### Requirement
Please show all lines of the records that include "list".

### Entries supplied
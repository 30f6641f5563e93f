//! Error type shared by every fallible operation in the crate.

use thiserror::Error;

/// Errors raised while configuring or running a balancing search.
#[derive(Debug, Clone, PartialEq, Eq, Error)]
pub enum BalanceError {
    /// Fewer than one processor was requested.
    #[error("must provide at least one processor, got {0}")]
    InvalidProcessorCount(usize),

    /// A task has zero weight.
    #[error("task at index {index} has zero weight")]
    InvalidTask {
        /// Position of the offending task in the input list.
        index: usize,
    },

    /// The task weights do not sum within `u64`.
    #[error("total task weight overflows u64")]
    LoadOverflow,

    /// The tabu list was given no room.
    #[error("tabu list size must be at least 1, got {0}")]
    InvalidTabuSize(usize),

    /// The current candidate admits no move and the configuration asks
    /// for this to be reported.
    #[error("state admits no neighbors at iteration {iteration}")]
    DegenerateNeighborhood {
        /// Round in which the empty neighborhood was met.
        iteration: usize,
    },
}

/// Result alias used throughout the crate.
pub type Result<T> = std::result::Result<T, BalanceError>;
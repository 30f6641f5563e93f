//! Load-imbalance scoring.
//!
//! The fitness of an assignment is `Σ_p |mean − load_p|`, where `mean` is
//! the total task weight divided by the processor count. Lower is better
//! and `0.0` means every processor carries exactly the mean load.

use crate::neighbor::Move;
use crate::state::State;

/// Scores `state` by its summed absolute deviation from the mean load.
///
/// # Examples
///
/// ```
/// use u_balance::{fitness, initial_state};
///
/// let s0 = initial_state(3, &[5, 3, 8]).unwrap();
/// let mean = 16.0 / 3.0;
/// assert_eq!(fitness(&s0), (mean - 16.0_f64).abs() + mean + mean);
/// ```
pub fn fitness(state: &State) -> f64 {
    LoadProfile::new(state).fitness()
}

/// Per-processor loads of a base state, cached for scoring its neighbors.
///
/// Scoring a move through the profile costs `O(P)` and performs the same
/// floating-point operations, in the same order, as [`fitness`] on the
/// materialized neighbor, so both give identical results.
#[derive(Debug, Clone, PartialEq)]
pub struct LoadProfile {
    loads: Vec<u64>,
    mean: f64,
}

impl LoadProfile {
    /// Captures the loads of `state`.
    pub fn new(state: &State) -> Self {
        let loads = state.loads();
        let total: u64 = loads.iter().sum();
        let mean = total as f64 / loads.len() as f64;
        Self { loads, mean }
    }

    /// Mean load per processor.
    pub fn mean(&self) -> f64 {
        self.mean
    }

    /// Loads in processor order.
    pub fn loads(&self) -> &[u64] {
        &self.loads
    }

    /// Fitness of the base state.
    pub fn fitness(&self) -> f64 {
        self.loads
            .iter()
            .fold(0.0, |acc, &load| acc + (self.mean - load as f64).abs())
    }

    /// Fitness of the neighbor produced by `mv`, where `weight` is the
    /// weight of the task it relocates.
    pub fn fitness_after(&self, mv: &Move, weight: u64) -> f64 {
        self.loads.iter().enumerate().fold(0.0, |acc, (p, &load)| {
            let load = if p == mv.source {
                load - weight
            } else if p == mv.destination {
                load + weight
            } else {
                load
            };
            acc + (self.mean - load as f64).abs()
        })
    }
}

### Result
        /// Position of the offending task in the input list.
    /// The tabu list was given no room.
    #[error("tabu list size must be at least 1, got {0}")]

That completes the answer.